Yo no puedo volver a la casa de mis
padres, aquella en la que crecí y empecé a ser. Se lo decía días atrás a mi
amigo Manuel, en su bar, recostado en ese rincón sabatino que me abraza como un
viejo amigo mientras él me contaba, de nuevo, su visita a la casa en que nació.
Entretanto describía, ilusionado, vehemente y apacible, un recorrido por el
túnel del tiempo de paredes, ventanas, cocina, pasillos de su infancia, con sus
ojos repletos de una ilusión antigua y conocida, yo solo veía escombros de lo
que fue la mía. Me costaba escuchar la ilusión de sus manos dibujando recuerdos
porque yo estaba en otros que eran tan solo ruinas, muros desnudos, solos, por
donde nuestros ecos, como salamanquesas, subían y bajaban sin encontrar
consuelo. Metáfora obligada que la vida te ofrece destartaladamente, casi sin
saber cómo, tan solo por el hecho de estar mientras seamos.
Cuando se quedó sola, esperando el
derribo que inexorablemente acabaría con ella, más de una tarde fui a recorrer
ausencias por sus habitaciones, a cosechar olores cada vez más callados, a
revivir latidos. Como un fantasma triste, ensimismado, por detrás de su luz y
su silencio huérfano, me parecía escuchar las voces de otras veces, la música
de entonces, el ruido de carreras infantiles avasallando el aire, las notas de
un piano, el trinar de un canario, el ritmo cadencioso de un proyector de cine
desparramando magia, el tintineo inseguro de un antiguo xilófono, el dulce
retumbar de panderetas, el rodar inocente de canicas melladas, las risas de una
dicha que seguía siendo nuestra y que nada ni nadie podría jamás quitarnos…
Dejé de ir a su encuentro después de que una tarde, al traspasar la puerta, no
pude escuchar nada. Tan solo oía mis pasos y el latir apagado de mi pecho.
Comprendí en ese instante que mi casa había muerto. De soledad, quizá. Tal vez
del vértigo de sentirse inservible, abandonada. Acaso por hartarse de silencio.
Y mientras deambulaba comprobando los baldosines sueltos de mi vida de
entonces, tuve la sensación de estar andando por entre las entrañas de un
cadáver. A pesar de la tristeza que sentí, me alegré de que la muerte le
hubiera evitado el sufrimiento lento de tener que escuchar el ruido endemoniado
de las máquinas, de sentir el dolor de la piqueta traspasando su cuerpo, de vivir
la vergüenza de quedar descuartizada en mitad de la calle. Tras cerrar la
puerta tras de mí, bajé la escaleras con la parsimonia de aquel que sabe que
nunca volverá. Para qué andar con prisas si casi estaba huyendo de mí mismo.
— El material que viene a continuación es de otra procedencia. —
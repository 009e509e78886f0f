//! # Drover
//!
//! A queue-agnostic consumer core for Rust: pull message batches from a
//! remote queue, dispatch them to pattern-registered handlers with bounded
//! concurrency, and delete each message only when its handler succeeds.
//!
//! ## Features
//!
//! - **Generic Design**: Works with any queue system by implementing the
//!   [`QueueClient`] trait (SQS, RabbitMQ, in-memory fakes for tests)
//! - **Pattern Dispatch**: Messages route to handlers by a pattern name
//!   looked up in a [`HandlerRegistry`], with an explicit not-found path
//! - **Semaphore-Based Concurrency**: Up to `max_concurrency` handlers in
//!   flight per batch, never one-at-a-time serial awaiting
//! - **Acknowledge on Success**: Failed and timed-out messages are left on
//!   the queue to reappear after their visibility timeout; nothing is lost
//! - **Bounded Backoff**: Transport errors on receive retry with jittered
//!   exponential backoff and never kill the loop
//! - **Cooperative Lifecycle**: `start`/`stop`/`status` with guarded state
//!   transitions; stop lets the in-flight batch finish
//! - **Structured Logging**: `tracing` throughout, including poll-loop
//!   heartbeats and per-batch outcome summaries
//!
//! ## Quick Start
//!
//! ```no_run
//! use std::collections::HashMap;
//! use std::sync::Arc;
//! use std::time::Duration;
//!
//! use async_trait::async_trait;
//! use drover::{
//!     AckError, ConsumerConfig, ConsumerController, Dispatcher, Handler, HandlerError,
//!     IdentityCodec, Message, MessageContext, QueueClient, TransportError,
//! };
//!
//! // 1. Implement QueueClient for your queue system
//! struct MyQueue;
//!
//! impl QueueClient for MyQueue {
//!     async fn receive_batch(
//!         &self,
//!         max_messages: u32,
//!         wait_time: Duration,
//!     ) -> Result<Vec<Message>, TransportError> {
//!         // Your queue receiving logic here
//!         Ok(vec![])
//!     }
//!
//!     async fn acknowledge(&self, message: &Message) -> Result<(), AckError> {
//!         // Your message deletion logic here
//!         Ok(())
//!     }
//! }
//!
//! // 2. Implement a Handler per message pattern
//! struct OrderCreated;
//!
//! #[async_trait]
//! impl Handler<Vec<u8>> for OrderCreated {
//!     async fn handle(
//!         &self,
//!         payload: &Vec<u8>,
//!         _ctx: &MessageContext<'_>,
//!     ) -> Result<(), HandlerError> {
//!         println!("order payload: {} bytes", payload.len());
//!         Ok(())
//!     }
//! }
//!
//! # async fn example() {
//! // 3. Register handlers and build the consumer
//! let mut handlers: HashMap<String, Arc<dyn Handler<Vec<u8>>>> = HashMap::new();
//! handlers.insert("order.created".to_string(), Arc::new(OrderCreated));
//!
//! let dispatcher = Dispatcher::new(IdentityCodec, handlers);
//! let config = ConsumerConfig::default()
//!     .with_max_concurrency(8)
//!     .with_per_message_timeout(Duration::from_secs(30));
//! let consumer = ConsumerController::new(MyQueue, dispatcher, config);
//!
//! // 4. Start consuming; stop() drains the in-flight batch
//! consumer.start(|| tracing::info!("consumer ready")).await;
//! // ... run until a shutdown signal ...
//! consumer.stop().await;
//! # }
//! ```
//!
//! ## Architecture
//!
//! One poll loop per consumer drives a receive -> dispatch -> acknowledge
//! cycle:
//!
//! 1. The loop receives a batch through [`QueueClient::receive_batch`]
//! 2. The batch processor fans messages out to dispatch tasks, gated by a
//!    semaphore sized to `max_concurrency`
//! 3. Each dispatch decodes the body through the [`Codec`], extracts the
//!    routing pattern, resolves the handler, and runs it under the
//!    per-message timeout
//! 4. Outcomes fan back in; successes (and, optionally, unroutable
//!    messages) are acknowledged, everything else stays on the queue
//! 5. The loop repeats until [`ConsumerController::stop`] is called
//!
//! Delivery is at-least-once: handlers should be idempotent, since a
//! failed acknowledge or a crash mid-batch means redelivery.

mod backoff;
mod batch;
mod codec;
mod config;
mod consumer;
mod dispatch;
mod error;
mod message;
mod poll_loop;
mod queue_client;

pub use backoff::{BackoffConfig, ExponentialBackoff};
pub use batch::BatchProcessor;
pub use codec::{Codec, IdentityCodec, JsonCodec};
pub use config::ConsumerConfig;
pub use consumer::{ConsumerController, ConsumerState};
pub use dispatch::{
    AttributePattern, Dispatcher, Handler, HandlerRegistry, MessageContext, PatternExtractor,
};
pub use error::{AckError, CodecError, HandlerError, TransportError};
pub use message::{BatchSummary, DispatchOutcome, Message};
pub use queue_client::QueueClient;
//! # Host Surface
//!
//! Capabilities the embedding environment provides to the interceptor
//! beyond cache storage and network access.

use async_trait::async_trait;
use tracing::info;
use url::Url;

use crate::events::NotificationOptions;

/// Lifecycle and client controls exposed by the host
#[async_trait]
pub trait Host: Send + Sync {
    /// Activate this version without waiting for older clients to close
    async fn skip_waiting(&self);

    /// Take control of every open client page
    async fn claim_clients(&self);

    async fn show_notification(&self, title: &str, options: NotificationOptions);

    /// Dismiss the notification the current event refers to
    async fn close_notification(&self);

    async fn open_window(&self, url: Url);
}

/// Host that only logs what it was asked to do
#[derive(Debug, Default, Clone, Copy)]
pub struct LoggingHost;

#[async_trait]
impl Host for LoggingHost {
    async fn skip_waiting(&self) {
        info!("Host: skip waiting");
    }

    async fn claim_clients(&self) {
        info!("Host: claiming clients");
    }

    async fn show_notification(&self, title: &str, options: NotificationOptions) {
        info!(title = %title, body = %options.body, actions = options.actions.len(), "Host: show notification");
    }

    async fn close_notification(&self) {
        info!("Host: close notification");
    }

    async fn open_window(&self, url: Url) {
        info!(url = %url, "Host: open window");
    }
}
//! # Cache System
//!
//! Named, durable partitions of stored HTTP responses. Every partition is
//! reached through a [`CacheStorage`] handle so the interceptor can run
//! against the on-disk store or an in-memory one.

mod types;
pub mod providers;

pub use types::{CacheResult, EntryMetadata, RequestKey, StoredHeader};

pub use providers::{CachePartition, CacheStorage, FileCacheStorage, MemoryCacheStorage};
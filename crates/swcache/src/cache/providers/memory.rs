//! # Memory Cache Provider
//!
//! In-process partitions guarded by `parking_lot` locks. Nothing survives a
//! restart; used by tests and by hosts without durable storage.

use std::collections::{BTreeMap, HashMap};
use std::sync::Arc;

use async_trait::async_trait;
use bytes::Bytes;
use parking_lot::RwLock;
use tracing::debug;

use crate::cache::providers::{CachePartition, CacheStorage};
use crate::cache::types::{CacheResult, RequestKey};
use crate::http::{Response, ResponseHead};

/// Entry in a memory partition
#[derive(Clone)]
struct CacheEntry {
    head: ResponseHead,
    body: Bytes,
}

/// A single in-memory partition
pub struct MemoryPartition {
    name: String,
    entries: RwLock<HashMap<RequestKey, CacheEntry>>,
}

impl MemoryPartition {
    fn new(name: impl Into<String>) -> Self {
        Self {
            name: name.into(),
            entries: RwLock::new(HashMap::new()),
        }
    }

    pub fn len(&self) -> usize {
        self.entries.read().len()
    }

    pub fn is_empty(&self) -> bool {
        self.entries.read().is_empty()
    }
}

#[async_trait]
impl CachePartition for MemoryPartition {
    fn name(&self) -> &str {
        &self.name
    }

    async fn match_key(&self, key: &RequestKey) -> CacheResult<Option<Response>> {
        if !key.is_storable() {
            return Ok(None);
        }

        let entry = self.entries.read().get(key).cloned();
        Ok(entry.map(|entry| Response::from_parts(entry.head, entry.body)))
    }

    async fn put(&self, key: RequestKey, response: Response) -> CacheResult<()> {
        key.ensure_storable()?;

        let (head, body) = response.into_parts();
        debug!(cache = %self.name, key = %key, size = body.len(), "Stored entry in memory partition");
        self.entries.write().insert(key, CacheEntry { head, body });
        Ok(())
    }

    async fn delete(&self, key: &RequestKey) -> CacheResult<bool> {
        Ok(self.entries.write().remove(key).is_some())
    }

    async fn keys(&self) -> CacheResult<Vec<RequestKey>> {
        Ok(self.entries.read().keys().cloned().collect())
    }
}

/// Registry of in-memory partitions, listed in name order
#[derive(Default, Clone)]
pub struct MemoryCacheStorage {
    partitions: Arc<RwLock<BTreeMap<String, Arc<MemoryPartition>>>>,
}

impl MemoryCacheStorage {
    pub fn new() -> Self {
        Self::default()
    }

    /// Direct access to a partition without creating it
    pub fn partition(&self, name: &str) -> Option<Arc<MemoryPartition>> {
        self.partitions.read().get(name).cloned()
    }
}

#[async_trait]
impl CacheStorage for MemoryCacheStorage {
    async fn open(&self, name: &str) -> CacheResult<Arc<dyn CachePartition>> {
        let partition: Arc<MemoryPartition> = self
            .partitions
            .write()
            .entry(name.to_string())
            .or_insert_with(|| {
                debug!(cache = %name, "Created memory partition");
                Arc::new(MemoryPartition::new(name))
            })
            .clone();
        Ok(partition as Arc<dyn CachePartition>)
    }

    async fn has(&self, name: &str) -> CacheResult<bool> {
        Ok(self.partitions.read().contains_key(name))
    }

    async fn delete(&self, name: &str) -> CacheResult<bool> {
        let removed = self.partitions.write().remove(name).is_some();
        if removed {
            debug!(cache = %name, "Deleted memory partition");
        }
        Ok(removed)
    }

    async fn keys(&self) -> CacheResult<Vec<String>> {
        Ok(self.partitions.read().keys().cloned().collect())
    }
}

#[cfg(test)]
mod tests {
    use super::*;
    use crate::error::CacheError;
    use crate::http::ResponseType;
    use reqwest::{Method, StatusCode};
    use url::Url;

    fn key(path: &str) -> RequestKey {
        RequestKey::get(Url::parse("https://app.example/").unwrap().join(path).unwrap())
    }

    #[tokio::test]
    async fn test_open_creates_once() {
        let storage = MemoryCacheStorage::new();
        assert!(!storage.has("static-v1").await.unwrap());

        let first = storage.open("static-v1").await.unwrap();
        first.put(key("a"), Response::basic("a")).await.unwrap();

        let second = storage.open("static-v1").await.unwrap();
        assert!(second.match_key(&key("a")).await.unwrap().is_some());
        assert_eq!(storage.keys().await.unwrap(), vec!["static-v1".to_string()]);
    }

    #[tokio::test]
    async fn test_match_returns_fresh_copy_each_time() {
        let storage = MemoryCacheStorage::new();
        let partition = storage.open("static-v1").await.unwrap();
        partition
            .put(key("index.html"), Response::basic("<html>shell</html>"))
            .await
            .unwrap();

        for _ in 0..2 {
            let hit = partition.match_key(&key("index.html")).await.unwrap().unwrap();
            assert_eq!(hit.status, StatusCode::OK);
            assert_eq!(hit.response_type, ResponseType::Basic);
            assert_eq!(hit.bytes(), Bytes::from_static(b"<html>shell</html>"));
        }
    }

    #[tokio::test]
    async fn test_put_replaces_entry() {
        let storage = MemoryCacheStorage::new();
        let partition = storage.open("dynamic-v1").await.unwrap();
        partition.put(key("x"), Response::basic("old")).await.unwrap();
        partition.put(key("x"), Response::basic("new")).await.unwrap();

        assert_eq!(partition.keys().await.unwrap().len(), 1);
        let hit = partition.match_key(&key("x")).await.unwrap().unwrap();
        assert_eq!(hit.bytes(), Bytes::from_static(b"new"));
    }

    #[tokio::test]
    async fn test_put_rejects_non_get() {
        let storage = MemoryCacheStorage::new();
        let partition = storage.open("static-v1").await.unwrap();
        let post = RequestKey::new(Method::POST, Url::parse("https://app.example/api").unwrap());

        let result = partition.put(post.clone(), Response::basic("x")).await;
        assert!(matches!(result, Err(CacheError::UnsupportedMethod(_))));
        assert!(partition.match_key(&post).await.unwrap().is_none());
    }

    #[tokio::test]
    async fn test_delete_partition_and_entry() {
        let storage = MemoryCacheStorage::new();
        let partition = storage.open("old-v0").await.unwrap();
        partition.put(key("a"), Response::basic("a")).await.unwrap();

        assert!(partition.delete(&key("a")).await.unwrap());
        assert!(!partition.delete(&key("a")).await.unwrap());

        assert!(storage.delete("old-v0").await.unwrap());
        assert!(!storage.delete("old-v0").await.unwrap());
        assert!(storage.keys().await.unwrap().is_empty());
    }
}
Al cabo de unos días, llegaron
ellos. Y todo lo que mi casa se evitó de ruidos, de destrozos, de escombros, de
paredes desnudas doliendo en la impotencia, de voces apagadas, lo sufrí yo al tiempo
que veía cómo el cobijo de mi infancia feliz, despreocupada, caía a borbotones
como una vida rota. Sobre el sudario frío que envolvió su cadáver se erigió un
edificio moderno, confortable, equipado, perfecto. Un hacedor de olvidos torpe,
necio. Porque yo cuando sueño sea dormido o despierto con esos años dulces, mi
casa vuelve a ser y a estar conmigo. Incluso cuando paso por la calle en donde
el impostor se alza orgulloso, no suelo distinguirlo, no lo veo. Sigo viendo
los cierres, los balcones corridos, la Artesanía Española, las dos placas
doradas adornando la entrada, los mástiles inútiles, y el portero en la puerta
con su gorra de plato y su uniforme gris que a veces me saluda y otras veces me
mira casi sin conocerme. Los años no perdonan, a pesar de que él se conserva estupendo.